(Beginning of Exercise input)

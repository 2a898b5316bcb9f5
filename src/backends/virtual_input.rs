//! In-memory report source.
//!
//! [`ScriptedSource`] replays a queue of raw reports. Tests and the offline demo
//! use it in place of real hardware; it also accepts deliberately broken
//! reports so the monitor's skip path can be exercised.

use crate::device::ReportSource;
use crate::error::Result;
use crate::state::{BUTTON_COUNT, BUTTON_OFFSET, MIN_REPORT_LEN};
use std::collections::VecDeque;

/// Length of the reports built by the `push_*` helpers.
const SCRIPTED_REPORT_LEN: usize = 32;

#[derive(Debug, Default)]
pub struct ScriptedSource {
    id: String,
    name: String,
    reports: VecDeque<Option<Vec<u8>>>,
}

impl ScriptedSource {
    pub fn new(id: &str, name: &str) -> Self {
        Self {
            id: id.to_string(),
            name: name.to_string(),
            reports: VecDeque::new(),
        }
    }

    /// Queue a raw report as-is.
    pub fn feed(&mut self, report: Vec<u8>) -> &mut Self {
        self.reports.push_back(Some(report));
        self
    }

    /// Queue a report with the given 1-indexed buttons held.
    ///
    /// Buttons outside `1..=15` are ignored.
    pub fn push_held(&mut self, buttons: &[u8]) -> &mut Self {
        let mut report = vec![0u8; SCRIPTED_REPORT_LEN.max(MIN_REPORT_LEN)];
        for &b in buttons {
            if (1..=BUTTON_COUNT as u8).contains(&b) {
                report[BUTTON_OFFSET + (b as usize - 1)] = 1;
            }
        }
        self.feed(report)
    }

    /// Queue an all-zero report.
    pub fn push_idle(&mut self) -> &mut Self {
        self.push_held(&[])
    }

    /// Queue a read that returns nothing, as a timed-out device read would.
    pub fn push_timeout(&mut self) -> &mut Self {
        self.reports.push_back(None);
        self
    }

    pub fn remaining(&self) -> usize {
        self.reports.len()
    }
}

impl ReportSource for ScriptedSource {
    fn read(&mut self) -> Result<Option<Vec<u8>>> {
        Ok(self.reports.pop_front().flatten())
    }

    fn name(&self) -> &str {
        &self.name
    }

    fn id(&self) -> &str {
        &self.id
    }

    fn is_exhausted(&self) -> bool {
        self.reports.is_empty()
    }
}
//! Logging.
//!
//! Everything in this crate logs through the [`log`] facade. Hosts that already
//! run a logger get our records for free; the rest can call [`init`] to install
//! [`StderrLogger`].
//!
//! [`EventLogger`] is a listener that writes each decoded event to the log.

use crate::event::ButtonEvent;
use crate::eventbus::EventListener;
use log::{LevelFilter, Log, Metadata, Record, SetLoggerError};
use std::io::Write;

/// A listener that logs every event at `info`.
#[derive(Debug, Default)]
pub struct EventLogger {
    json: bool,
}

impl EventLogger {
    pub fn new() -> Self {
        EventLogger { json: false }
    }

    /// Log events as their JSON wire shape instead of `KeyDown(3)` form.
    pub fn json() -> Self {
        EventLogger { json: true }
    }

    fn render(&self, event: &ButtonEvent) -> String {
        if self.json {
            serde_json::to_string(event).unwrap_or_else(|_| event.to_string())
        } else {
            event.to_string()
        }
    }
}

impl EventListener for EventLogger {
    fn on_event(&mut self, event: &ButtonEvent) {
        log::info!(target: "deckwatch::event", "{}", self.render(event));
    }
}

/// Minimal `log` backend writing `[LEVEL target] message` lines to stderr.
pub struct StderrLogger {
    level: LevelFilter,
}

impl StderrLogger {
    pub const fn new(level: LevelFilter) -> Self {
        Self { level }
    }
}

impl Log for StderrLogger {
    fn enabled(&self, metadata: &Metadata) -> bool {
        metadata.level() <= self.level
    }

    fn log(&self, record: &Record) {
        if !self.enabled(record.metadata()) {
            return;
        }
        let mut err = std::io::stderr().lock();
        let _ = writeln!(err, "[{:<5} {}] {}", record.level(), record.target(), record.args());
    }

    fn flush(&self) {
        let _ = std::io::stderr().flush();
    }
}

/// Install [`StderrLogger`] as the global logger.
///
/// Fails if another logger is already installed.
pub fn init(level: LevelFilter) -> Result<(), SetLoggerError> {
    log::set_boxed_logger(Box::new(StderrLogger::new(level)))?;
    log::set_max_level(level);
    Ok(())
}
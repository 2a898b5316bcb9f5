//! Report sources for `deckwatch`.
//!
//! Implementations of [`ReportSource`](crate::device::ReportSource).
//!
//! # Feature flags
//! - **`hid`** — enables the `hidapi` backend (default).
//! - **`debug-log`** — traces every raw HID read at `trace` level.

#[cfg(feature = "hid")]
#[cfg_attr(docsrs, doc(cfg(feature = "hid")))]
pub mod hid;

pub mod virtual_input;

(End of Exercise input)

**What to do**
The records above must be set down again exactly as written.

**Answer**
repository 2a898b5316bcb9f5
filename src/backends/virtual_input.rs
//! In-memory report source.
//!
//! [`ScriptedSource`] replays a queue of raw reports. Tests and the offline demo
//! use it in place of real hardware; it also accepts deliberately broken
//! reports so the monitor's skip path can be exercised.

use crate::device::ReportSource;
use crate::error::Result;
use crate::state::{BUTTON_COUNT, BUTTON_OFFSET, MIN_REPORT_LEN};
use std::collections::VecDeque;

/// Length of the reports built by the `push_*` helpers.
const SCRIPTED_REPORT_LEN: usize = 32;

#[derive(Debug, Default)]
pub struct ScriptedSource {
    id: String,
    name: String,
    reports: VecDeque<Option<Vec<u8>>>,
}

impl ScriptedSource {
    pub fn new(id: &str, name: &str) -> Self {
        Self {
            id: id.to_string(),
            name: name.to_string(),
            reports: VecDeque::new(),
        }
    }

    /// Queue a raw report as-is.
    pub fn feed(&mut self, report: Vec<u8>) -> &mut Self {
        self.reports.push_back(Some(report));
        self
    }

    /// Queue a report with the given 1-indexed buttons held.
    ///
    /// Buttons outside `1..=15` are ignored.
    pub fn push_held(&mut self, buttons: &[u8]) -> &mut Self {
        let mut report = vec![0u8; SCRIPTED_REPORT_LEN.max(MIN_REPORT_LEN)];
        for &b in buttons {
            if (1..=BUTTON_COUNT as u8).contains(&b) {
                report[BUTTON_OFFSET + (b as usize - 1)] = 1;
            }
        }
        self.feed(report)
    }

    /// Queue an all-zero report.
    pub fn push_idle(&mut self) -> &mut Self {
        self.push_held(&[])
    }

    /// Queue a read that returns nothing, as a timed-out device read would.
    pub fn push_timeout(&mut self) -> &mut Self {
        self.reports.push_back(None);
        self
    }

    pub fn remaining(&self) -> usize {
        self.reports.len()
    }
}

impl ReportSource for ScriptedSource {
    fn read(&mut self) -> Result<Option<Vec<u8>>> {
        Ok(self.reports.pop_front().flatten())
    }

    fn name(&self) -> &str {
        &self.name
    }

    fn id(&self) -> &str {
        &self.id
    }

    fn is_exhausted(&self) -> bool {
        self.reports.is_empty()
    }
}
//! Logging.
//!
//! Everything in this crate logs through the [`log`] facade. Hosts that already
//! run a logger get our records for free; the rest can call [`init`] to install
//! [`StderrLogger`].
//!
//! [`EventLogger`] is a listener that writes each decoded event to the log.

use crate::event::ButtonEvent;
use crate::eventbus::EventListener;
use log::{LevelFilter, Log, Metadata, Record, SetLoggerError};
use std::io::Write;

/// A listener that logs every event at `info`.
#[derive(Debug, Default)]
pub struct EventLogger {
    json: bool,
}

impl EventLogger {
    pub fn new() -> Self {
        EventLogger { json: false }
    }

    /// Log events as their JSON wire shape instead of `KeyDown(3)` form.
    pub fn json() -> Self {
        EventLogger { json: true }
    }

    fn render(&self, event: &ButtonEvent) -> String {
        if self.json {
            serde_json::to_string(event).unwrap_or_else(|_| event.to_string())
        } else {
            event.to_string()
        }
    }
}

impl EventListener for EventLogger {
    fn on_event(&mut self, event: &ButtonEvent) {
        log::info!(target: "deckwatch::event", "{}", self.render(event));
    }
}

/// Minimal `log` backend writing `[LEVEL target] message` lines to stderr.
pub struct StderrLogger {
    level: LevelFilter,
}

impl StderrLogger {
    pub const fn new(level: LevelFilter) -> Self {
        Self { level }
    }
}

impl Log for StderrLogger {
    fn enabled(&self, metadata: &Metadata) -> bool {
        metadata.level() <= self.level
    }

    fn log(&self, record: &Record) {
        if !self.enabled(record.metadata()) {
            return;
        }
        let mut err = std::io::stderr().lock();
        let _ = writeln!(err, "[{:<5} {}] {}", record.level(), record.target(), record.args());
    }

    fn flush(&self) {
        let _ = std::io::stderr().flush();
    }
}

/// Install [`StderrLogger`] as the global logger.
///
/// Fails if another logger is already installed.
pub fn init(level: LevelFilter) -> Result<(), SetLoggerError> {
    log::set_boxed_logger(Box::new(StderrLogger::new(level)))?;
    log::set_max_level(level);
    Ok(())
}
repository 2a898b5316bcb9f5
//! Report sources for `deckwatch`.
//!
//! Implementations of [`ReportSource`](crate::device::ReportSource).
//!
//! # Feature flags
//! - **`hid`** — enables the `hidapi` backend (default).
//! - **`debug-log`** — traces every raw HID read at `trace` level.

#[cfg(feature = "hid")]
#[cfg_attr(docsrs, doc(cfg(feature = "hid")))]
pub mod hid;

pub mod virtual_input;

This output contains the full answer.